▶ _About this exercise_
Give again, word for word, every line below from the one that has "under a timeout" through the one that has "pub async fn", both included, and no others.

# # # # #

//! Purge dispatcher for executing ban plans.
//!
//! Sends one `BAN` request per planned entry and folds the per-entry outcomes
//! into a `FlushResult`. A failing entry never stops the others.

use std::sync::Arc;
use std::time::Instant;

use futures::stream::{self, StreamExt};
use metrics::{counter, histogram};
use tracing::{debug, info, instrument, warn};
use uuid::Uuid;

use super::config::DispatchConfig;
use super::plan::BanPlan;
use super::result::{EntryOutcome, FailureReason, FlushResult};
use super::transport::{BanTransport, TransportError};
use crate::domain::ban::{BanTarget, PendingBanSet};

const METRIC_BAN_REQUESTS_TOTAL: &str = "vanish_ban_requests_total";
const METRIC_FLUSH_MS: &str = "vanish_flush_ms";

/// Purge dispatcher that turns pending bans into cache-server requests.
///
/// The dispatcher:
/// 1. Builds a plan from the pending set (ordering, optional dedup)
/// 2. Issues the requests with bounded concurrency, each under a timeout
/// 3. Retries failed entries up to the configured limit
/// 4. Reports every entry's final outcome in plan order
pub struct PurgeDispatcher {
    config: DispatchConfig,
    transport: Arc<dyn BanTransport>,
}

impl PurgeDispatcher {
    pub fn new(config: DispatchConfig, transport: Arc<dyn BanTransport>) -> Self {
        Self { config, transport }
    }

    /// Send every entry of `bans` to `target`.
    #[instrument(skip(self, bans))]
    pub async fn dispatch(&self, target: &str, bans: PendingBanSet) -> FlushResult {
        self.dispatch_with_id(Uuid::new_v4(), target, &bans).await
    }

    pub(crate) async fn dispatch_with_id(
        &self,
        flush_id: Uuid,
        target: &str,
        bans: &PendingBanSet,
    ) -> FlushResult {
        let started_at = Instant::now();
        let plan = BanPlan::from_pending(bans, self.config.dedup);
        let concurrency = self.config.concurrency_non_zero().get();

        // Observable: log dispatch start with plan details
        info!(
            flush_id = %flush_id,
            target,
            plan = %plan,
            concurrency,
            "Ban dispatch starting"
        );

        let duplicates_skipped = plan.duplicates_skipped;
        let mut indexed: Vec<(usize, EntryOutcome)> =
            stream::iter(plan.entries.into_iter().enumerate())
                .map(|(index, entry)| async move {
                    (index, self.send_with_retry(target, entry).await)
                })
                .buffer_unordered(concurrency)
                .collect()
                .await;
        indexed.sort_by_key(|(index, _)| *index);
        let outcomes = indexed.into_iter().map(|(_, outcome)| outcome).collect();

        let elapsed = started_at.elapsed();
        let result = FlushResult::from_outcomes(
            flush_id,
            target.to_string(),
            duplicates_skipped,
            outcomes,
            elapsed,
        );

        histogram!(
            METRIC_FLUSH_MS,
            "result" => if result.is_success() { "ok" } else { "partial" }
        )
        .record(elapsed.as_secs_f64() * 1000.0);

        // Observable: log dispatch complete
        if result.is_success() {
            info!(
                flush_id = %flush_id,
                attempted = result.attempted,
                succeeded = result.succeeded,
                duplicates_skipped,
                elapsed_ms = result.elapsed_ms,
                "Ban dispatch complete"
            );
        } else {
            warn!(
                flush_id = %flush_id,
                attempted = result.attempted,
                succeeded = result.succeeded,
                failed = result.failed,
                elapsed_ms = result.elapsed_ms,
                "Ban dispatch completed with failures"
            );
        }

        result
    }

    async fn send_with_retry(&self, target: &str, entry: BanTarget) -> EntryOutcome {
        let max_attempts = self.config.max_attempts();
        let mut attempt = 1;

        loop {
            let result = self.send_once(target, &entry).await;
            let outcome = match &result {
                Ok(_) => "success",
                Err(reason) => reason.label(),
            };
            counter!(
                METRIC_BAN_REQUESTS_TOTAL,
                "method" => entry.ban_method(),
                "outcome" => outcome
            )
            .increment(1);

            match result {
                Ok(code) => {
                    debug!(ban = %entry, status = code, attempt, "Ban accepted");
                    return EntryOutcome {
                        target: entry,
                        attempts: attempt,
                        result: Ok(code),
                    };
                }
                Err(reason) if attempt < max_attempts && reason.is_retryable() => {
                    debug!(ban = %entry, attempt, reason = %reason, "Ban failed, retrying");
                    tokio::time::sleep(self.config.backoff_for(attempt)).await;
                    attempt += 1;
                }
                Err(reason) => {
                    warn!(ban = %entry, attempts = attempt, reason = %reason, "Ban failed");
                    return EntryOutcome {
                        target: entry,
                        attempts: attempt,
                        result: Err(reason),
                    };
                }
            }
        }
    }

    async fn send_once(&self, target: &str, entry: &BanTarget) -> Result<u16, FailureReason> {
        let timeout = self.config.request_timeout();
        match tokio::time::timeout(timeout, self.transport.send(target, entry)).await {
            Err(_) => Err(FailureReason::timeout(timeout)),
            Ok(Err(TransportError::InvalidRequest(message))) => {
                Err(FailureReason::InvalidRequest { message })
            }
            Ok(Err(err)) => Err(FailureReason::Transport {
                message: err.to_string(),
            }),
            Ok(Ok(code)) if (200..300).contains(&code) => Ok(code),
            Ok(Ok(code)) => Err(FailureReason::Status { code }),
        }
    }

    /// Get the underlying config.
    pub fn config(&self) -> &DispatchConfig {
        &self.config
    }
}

# # # # #

▶ _Task response_
/// 2. Issues the requests with bounded concurrency, each under a timeout
/// 3. Retries failed entries up to the configured limit
/// 4. Reports every entry's final outcome in plan order
pub struct PurgeDispatcher {
    config: DispatchConfig,
    transport: Arc<dyn BanTransport>,
}

impl PurgeDispatcher {
    pub fn new(config: DispatchConfig, transport: Arc<dyn BanTransport>) -> Self {
        Self { config, transport }
    }

    /// Send every entry of `bans` to `target`.
    #[instrument(skip(self, bans))]
    pub async fn dispatch(&self, target: &str, bans: PendingBanSet) -> FlushResult {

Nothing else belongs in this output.